La parisienne Sophie Letourneur rompt les amarres de ses décors citadins pour s’exiler dans les Hautes-Alpes, emportant avec elle un casting presque réduit de deux acteurs et un chien bicolore. Bien qu’elle s’en défende un peu, Gaby Baby Doll marque une rupture plutôt franche avec ses précédents films, tant dans une forme un peu plus naturaliste qu’à l’ordinaire que par les thématiques qui le traversent. Disparues les bandes – de filles, d’ados, d’amies d’enfance, de snobs du milieu cinéma – qu’elle disséquait à force d’échanges verbeux et de gimmicks en post-synchronisation faisant la signature d’un cinéma ludique mais forcément un peu maniéré.

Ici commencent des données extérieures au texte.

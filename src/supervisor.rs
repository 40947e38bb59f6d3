//! Backend process supervision: llama-server spawn, health, shutdown.
//!
//! One `BackendProcess` owns exactly one child process. The child runs in
//! its own process group so SIGTERM/SIGKILL reach anything it forks, and it
//! is killed on drop if nobody stopped it explicitly.

use std::collections::VecDeque;
use std::path::Path;
use std::process::Stdio;
use std::sync::{Arc, Mutex};
use std::time::{Duration, Instant};

use tokio::io::{AsyncBufReadExt, BufReader};
use tokio::process::{Child, Command};

use crate::client::{probe_health, HealthStatus};
use crate::config::{BackendConfig, HealthPolicy};
use crate::error::StartupError;

/// Lines of server stderr kept for error messages
const STDERR_TAIL: usize = 20;

/// Lifecycle state of the supervised process
#[derive(Debug, Clone, Copy, PartialEq, Eq)]
pub enum BackendState {
    Starting,
    Ready,
    Failed,
    Stopped,
}

type StderrTail = Arc<Mutex<VecDeque<String>>>;

/// Handle to a running llama-server
pub struct BackendProcess {
    child: Option<Child>,
    pid: Option<u32>,
    host: String,
    port: u16,
    state: BackendState,
    http: reqwest::Client,
    policy: HealthPolicy,
    stderr_tail: StderrTail,
}

impl std::fmt::Debug for BackendProcess {
    fn fmt(&self, f: &mut std::fmt::Formatter<'_>) -> std::fmt::Result {
        f.debug_struct("BackendProcess")
            .field("pid", &self.pid)
            .field("address", &self.address())
            .field("state", &self.state)
            .finish()
    }
}

/// Check the binary and model exist before spawning anything.
pub fn validate(config: &BackendConfig) -> Result<(), StartupError> {
    if !config.server_path.is_file() {
        return Err(StartupError::BinaryMissing {
            path: config.server_path.clone(),
        });
    }
    if !config.model_path.is_file() {
        return Err(StartupError::ModelMissing {
            path: config.model_path.clone(),
        });
    }
    Ok(())
}

/// Command-line arguments for llama-server
pub fn server_args(config: &BackendConfig) -> Vec<String> {
    vec![
        "-m".to_string(),
        config.model_path.display().to_string(),
        "--host".to_string(),
        config.host.clone(),
        "--port".to_string(),
        config.port.to_string(),
        "-c".to_string(),
        config.context_size.to_string(),
        "-t".to_string(),
        config.threads.to_string(),
        "-ngl".to_string(),
        config.gpu_layers.to_string(),
    ]
}
/// What the loop should do after a line
#[derive(Debug, Clone, Copy, PartialEq, Eq)]
pub enum Outcome {
    Continue,
    Quit,
}

enum Reply {
    Complete { text: String, finish: FinishReason },
    Cancelled { text: String },
    Failed { error: InferenceError, text: String },
}

// ═══════════════════════════════════════════════════════════════
// SESSION CONTEXT
// ═══════════════════════════════════════════════════════════════

pub struct SessionContext {
    conversation: Conversation,
    completer: Box<dyn Completer>,
    backend: Option<BackendProcess>,
    executor: Executor,
    sampling: SamplingOptions,
    sessions: SessionsConfig,
    keep_partial_on_cancel: bool,
    retry_delay: Duration,
}
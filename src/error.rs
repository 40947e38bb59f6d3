//! Error taxonomy
//!
//! - `StartupError`: backend could not be brought up (fatal for the session)
//! - `InferenceError`: one completion request failed (recovered per turn)
//! - `CommandError`: an introspection / system command failed (recovered per turn)
//! - `PersistError`: saving or loading a session file failed

use std::path::PathBuf;
use std::time::Duration;

use thiserror::Error;

/// Failures while launching the inference server.
#[derive(Debug, Error)]
pub enum StartupError {
    #[error("llama-server binary not found at {} (set `backend.server_path` or --server)", .path.display())]
    BinaryMissing { path: PathBuf },

    #[error("model file not found at {} (set `backend.model_path` or --model)", .path.display())]
    ModelMissing { path: PathBuf },

    #[error("backend did not become healthy after {attempts} probes over {:.1}s", .waited.as_secs_f64())]
    Timeout { attempts: u32, waited: Duration },

    #[error("failed to launch {}: {source}", .path.display())]
    SpawnFailed {
        path: PathBuf,
        #[source]
        source: std::io::Error,
    },

    #[error("backend exited during startup ({status}){}", stderr_hint(.stderr_tail))]
    Exited {
        status: String,
        stderr_tail: Vec<String>,
    },
}

fn stderr_hint(lines: &[String]) -> String {
    match lines.last() {
        Some(last) => format!(": {}", last),
        None => String::new(),
    }
}

/// Failures of a single completion request.
#[derive(Debug, Clone, Error, PartialEq, Eq)]
pub enum InferenceError {
    #[error("inference request timed out after {}s", .0.as_secs())]
    Timeout(Duration),

    #[error("backend unavailable: {0}")]
    BackendUnavailable(String),

    #[error("malformed response from backend: {0}")]
    MalformedResponse(String),

    #[error("backend returned HTTP {status}: {body}")]
    Status { status: u16, body: String },
}

/// Failures of introspection and raw system commands.
#[derive(Debug, Error)]
pub enum CommandError {
    #[error("`{command}` failed with {status}:\n{output}")]
    ExecutionFailed {
        command: String,
        status: String,
        output: String,
    },

    #[error("not found: {}", .0.display())]
    NotFound(PathBuf),

    #[error("permission denied: {}", .0.display())]
    PermissionDenied(PathBuf),

    #[error("`{command}` timed out after {}s", .timeout.as_secs())]
    Timeout { command: String, timeout: Duration },

    #[error("usage: {0}")]
    Usage(&'static str),

    #[error("could not run `{command}`: {source}")]
    Io {
        command: String,
        #[source]
        source: std::io::Error,
    },
}

/// Failures of session persistence.
#[derive(Debug, Error)]
pub enum PersistError {
    #[error("failed to read {}: {source}", .path.display())]
    ReadFailed {
        path: PathBuf,
        #[source]
        source: std::io::Error,
    },

    #[error("failed to write {}: {source}", .path.display())]
    WriteFailed {
        path: PathBuf,
        #[source]
        source: std::io::Error,
    },

    #[error("{} is not a valid session file: {reason}", .path.display())]
    Corrupt { path: PathBuf, reason: String },
}

impl PersistError {
    pub fn is_missing(&self) -> bool {
        matches!(self, PersistError::ReadFailed { source, .. } if source.kind() == std::io::ErrorKind::NotFound)
    }
}
impl InferenceClient {
    pub fn new(base_url: impl Into<String>, config: &ClientConfig) -> Self {
        Self {
            http: reqwest::Client::new(),
            base_url: base_url.into().trim_end_matches('/').to_string(),
            timeout: config.request_timeout(),
            in_flight: Arc::new(Mutex::new(())),
        }
    }

    pub fn base_url(&self) -> &str {
        &self.base_url
    }

    pub fn timeout(&self) -> Duration {
        self.timeout
    }

    /// Probe `/health`
    pub async fn health(&self, probe_timeout: Duration) -> HealthStatus {
        probe_health(&self.http, &self.base_url, probe_timeout).await
    }

    /// Non-streaming completion
    pub async fn complete(
        &self,
        messages: &[ChatMessage],
        options: &SamplingOptions,
    ) -> Result<CompletionResult, InferenceError> {
        let _guard = self.in_flight.lock().await;
        let request = ChatRequest::new(messages, options, false);

        let response = self
            .http
            .post(self.url(COMPLETIONS_PATH))
            .timeout(self.timeout)
            .json(&request)
            .send()
            .await
            .map_err(|e| map_reqwest_error(e, self.timeout))?;
        let response = check_status(response).await?;

        let body: CompletionResponse = response.json().await.map_err(|e| {
            if e.is_timeout() {
                InferenceError::Timeout(self.timeout)
            } else {
                InferenceError::MalformedResponse(e.to_string())
            }
        })?;
        let choice = body
            .choices
            .into_iter()
            .next()
            .ok_or_else(|| InferenceError::MalformedResponse("no choices in response".into()))?;

        Ok(CompletionResult {
            text: choice.message.content.unwrap_or_default(),
            finish_reason: choice
                .finish_reason
                .as_deref()
                .map(FinishReason::parse)
                .unwrap_or(FinishReason::Unspecified),
            usage: body.usage.map(TokenUsage::from).unwrap_or_default(),
        })
    }

    /// Streaming completion. Errors before the first byte (refused
    /// connection, timeout, HTTP status) are returned directly; later
    /// errors arrive as `StreamEvent::Error`.
    pub async fn stream(
        &self,
        messages: &[ChatMessage],
        options: &SamplingOptions,
    ) -> Result<CompletionStream, InferenceError> {
        let guard = self.in_flight.clone().lock_owned().await;
        let request = ChatRequest::new(messages, options, true);
        let timeout = self.timeout;

        let send = self
            .http
            .post(self.url(COMPLETIONS_PATH))
            .json(&request)
            .send();
        let response = match tokio::time::timeout(timeout, send).await {
            Ok(result) => result.map_err(|e| map_reqwest_error(e, timeout))?,
            Err(_) => return Err(InferenceError::Timeout(timeout)),
        };
        let response = check_status(response).await?;

        let (tx, rx) = mpsc::channel(256);
        let task = tokio::spawn(async move {
            let _guard = guard;
            if let Err(e) = pump_sse(response, timeout, &tx).await {
                let _ = tx.send(StreamEvent::Error(e)).await;
            }
        });

        Ok(CompletionStream::with_task(rx, task))
    }

    fn url(&self, path: &str) -> String {
        format!("{}{}", self.base_url, path)
    }
}
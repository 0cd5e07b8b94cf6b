use serde::{ Deserialize, Serialize };

use std::fs;
use std::path::{ Path, PathBuf };
use std::time::Duration;

use crate::error::LprError;
use crate::text::MergePolicy;

const LATIN_LANGUAGES: [&str; 2] = ["en", "latin"];

/// Run configuration. Every field has a default, so a config file only needs
/// the values it changes.
#[derive(Debug, Clone, PartialEq, Serialize, Deserialize)]
#[serde(default)]
pub struct Config {
    /// Detections with an area at or below this many pixels are ignored.
    pub min_area: u64,
    pub confidence_threshold: f32,
    /// Overlap above which the less confident of two boxes is dropped.
    pub iou_threshold: f32,
    /// Edge length the detector graph was exported for.
    pub input_size: u32,
    pub language_set: Vec<String>,
    pub gpu_enabled: bool,
    pub merge_policy: MergePolicy,
    /// Regions conditioned and recognized at once; 1 keeps everything on the
    /// calling thread.
    pub workers: usize,
    pub recognition_timeout_ms: Option<u64>,
    pub detector_model: PathBuf,
    pub recognizer_model: PathBuf,
    pub input_dir: PathBuf,
    pub output_dir: PathBuf,
    pub save_artifacts: bool,
    /// Empty the artifact folders before a run.
    pub clear_outputs: bool,
    pub results_csv: PathBuf,
    /// TrueType font for plate labels on annotated images. Boxes only when unset.
    pub font_path: Option<PathBuf>,
}

impl Default for Config {
    fn default() -> Self {
        Self {
            min_area: 500,
            confidence_threshold: 0.25,
            iou_threshold: 0.45,
            input_size: 640,
            language_set: vec!["en".to_string()],
            gpu_enabled: false,
            merge_policy: MergePolicy::default(),
            workers: 1,
            recognition_timeout_ms: None,
            detector_model: PathBuf::from("models/detect.pb"),
            recognizer_model: PathBuf::from("models/ocr_latin.pb"),
            input_dir: PathBuf::from("data/input"),
            output_dir: PathBuf::from("data/outputs"),
            save_artifacts: true,
            clear_outputs: true,
            results_csv: PathBuf::from("results.csv"),
            font_path: None,
        }
    }
}

impl Config {

    pub fn from_file(path: impl AsRef<Path>) -> Result<Self, LprError> {
        let text = fs::read_to_string(path)?;
        let config: Config = serde_json::from_str(&text)?;
        config.validate()?;
        Ok(config)
    }

    pub fn validate(&self) -> Result<(), LprError> {
        for (name, value) in [
            ("confidence_threshold", self.confidence_threshold),
            ("iou_threshold", self.iou_threshold),
        ] {
            if !(0.0..=1.0).contains(&value) {
                return Err(LprError::config(format!("{} must be within [0, 1], got {}", name, value)));
            }
        }
        if self.workers == 0 {
            return Err(LprError::config("workers must be at least 1"));
        }
        if let MergePolicy::FilteredJoin { min_len: 0 } = self.merge_policy {
            return Err(LprError::config("min_len of the filtered join must be at least 1"));
        }
        if self.language_set.is_empty() {
            return Err(LprError::config("language_set is empty"));
        }
        if let Some(lang) = self.language_set.iter().find(|l| !LATIN_LANGUAGES.contains(&l.to_lowercase().as_str())) {
            return Err(LprError::config(format!("unsupported language {:?}, only latin alphabets are read", lang)));
        }
        Ok(())
    }

    pub fn recognition_timeout(&self) -> Option<Duration> {
        self.recognition_timeout_ms.map(Duration::from_millis)
    }

    /// Where the result table goes; relative paths live under the output dir.
    pub fn results_csv_path(&self) -> PathBuf {
        if self.results_csv.is_absolute() {
            self.results_csv.clone()
        } else {
            self.output_dir.join(&self.results_csv)
        }
    }
}


#[cfg(test)]
mod test {

    use std::error::Error;
    use std::fs;
    use std::time::Duration;

    use super::Config;
    use crate::error::LprErrorKind;
    use crate::text::MergePolicy;

    #[test]
    fn defaults() {
        let config = Config::default();
        assert_eq!(config.min_area, 500);
        assert_eq!(config.confidence_threshold, 0.25);
        assert_eq!(config.language_set, vec!["en"]);
        assert!(!config.gpu_enabled);
        assert_eq!(config.merge_policy, MergePolicy::FilteredJoin { min_len: 3 });
        assert_eq!(config.recognition_timeout(), None);
        assert!(config.validate().is_ok());
    }

    #[test]
    fn partial_file_keeps_defaults() -> Result<(), Box<dyn Error>> {
        let dir = tempfile::tempdir()?;
        let path = dir.path().join("lpr.json");
        fs::write(&path, r#"{
            "min_area": 800,
            "workers": 4,
            "recognition_timeout_ms": 1500,
            "merge_policy": { "policy": "concatenate_all" }
        }"#)?;
        let config = Config::from_file(&path)?;
        assert_eq!(config.min_area, 800);
        assert_eq!(config.workers, 4);
        assert_eq!(config.recognition_timeout(), Some(Duration::from_millis(1500)));
        assert_eq!(config.merge_policy, MergePolicy::ConcatenateAll);
        assert_eq!(config.iou_threshold, 0.45);
        Ok(())
    }

    #[test]
    fn rejects_bad_values() {
        let mut config = Config::default();
        config.confidence_threshold = 1.5;
        assert!(matches!(config.validate().unwrap_err().kind(), LprErrorKind::Config(_)));

        let mut config = Config::default();
        config.workers = 0;
        assert!(config.validate().is_err());

        let mut config = Config::default();
        config.language_set = vec!["en".into(), "ch_sim".into()];
        assert!(config.validate().is_err());

        let mut config = Config::default();
        config.merge_policy = MergePolicy::FilteredJoin { min_len: 0 };
        assert!(config.validate().is_err());
    }

    #[test]
    fn results_csv_under_output_dir() {
        let config = Config::default();
        assert_eq!(config.results_csv_path(), std::path::Path::new("data/outputs/results.csv"));
    }
}
use image::GenericImageView;

use std::error::Error;
use std::env::args;
use std::process;

use lpr_plates::image_process::ImageConditioner;
use lpr_plates::text;

// Condition one cropped plate and write the binary image next to it:
// cargo run --example condition -- plate.jpg [RAW TEXT]
fn main() -> Result<(), Box<dyn Error>> {
    let mut args = args();
    args.next();
    let path = match args.next() {
        Some(path) => path,
        None => {
            eprintln!("didn't get a plate image from args");
            process::exit(1);
        }
    };

    let img = image::open(&path)?;
    let conditioned = ImageConditioner::new().condition(&img)?;
    let (width, height) = img.dimensions();
    let (out_width, out_height) = conditioned.dimensions();
    println!("{}x{} -> {}x{}, scale {:.3}, otsu level {}",
        width, height, out_width, out_height, conditioned.scale(), conditioned.otsu_level());

    let out_path = format!("{}.conditioned.png", path);
    conditioned.image().save(&out_path)?;
    println!("saved {}", out_path);

    if let Some(raw) = args.next() {
        println!("{:?} -> {:?}", raw, text::normalize(&raw));
    }
    Ok(())
}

Alors justement, que reste-t-il quand le groupe de potes rentre en ville après un week-end à la campagne ? Une fille, Gaby, dépossédée de sa capacité à babiller à tout va comme le font d’habitude les personnages de Letourneur lorsqu’ils sont entourés de leur clique. A qui parler quand on est seule, et comment soulager cette peur panique de rester sans personne. A cette interrogation touchant aussi bien au genre de la comédie romantique contemporaine qu’au cinéma américain indépendant des années 1990, le film répond par une rencontre, elle aussi plutôt classique, avec une autre solitude. Débarque un personnage de garde forestier en jogging gris (et marron terre sur les fesses), adepte de l’isolement tendance ermite. Il devient la cible de compagnonnage de Gaby, voyant en lui le maître es solitude qui la guidera vers le salut, au mieux sentimental, au pire du coming of age.

 

Là où le projet marque franchement sa différence avec les habitudes de Letourneur, c’est dans sa signature visuelle. Avant, la profusion de la parole chez les personnages, eux aussi nombreux, étaient la raison d’être de mises en scène du langage comme biais de reconnaissance et d’appartenance. Véritables petits laboratoires, La Vie au Ranch (2010) et Les Coquillettes (2013) étudiaient par exemple le groupe social ou professionnel comme catalyseur des sentiments et des comportements – déjà déviants. Ici, le personnage de Gaby, ne trouvant littéralement plus de répondant, déambule dans des plans jusqu’alors occupés par la frénésie des mots et des autres corps.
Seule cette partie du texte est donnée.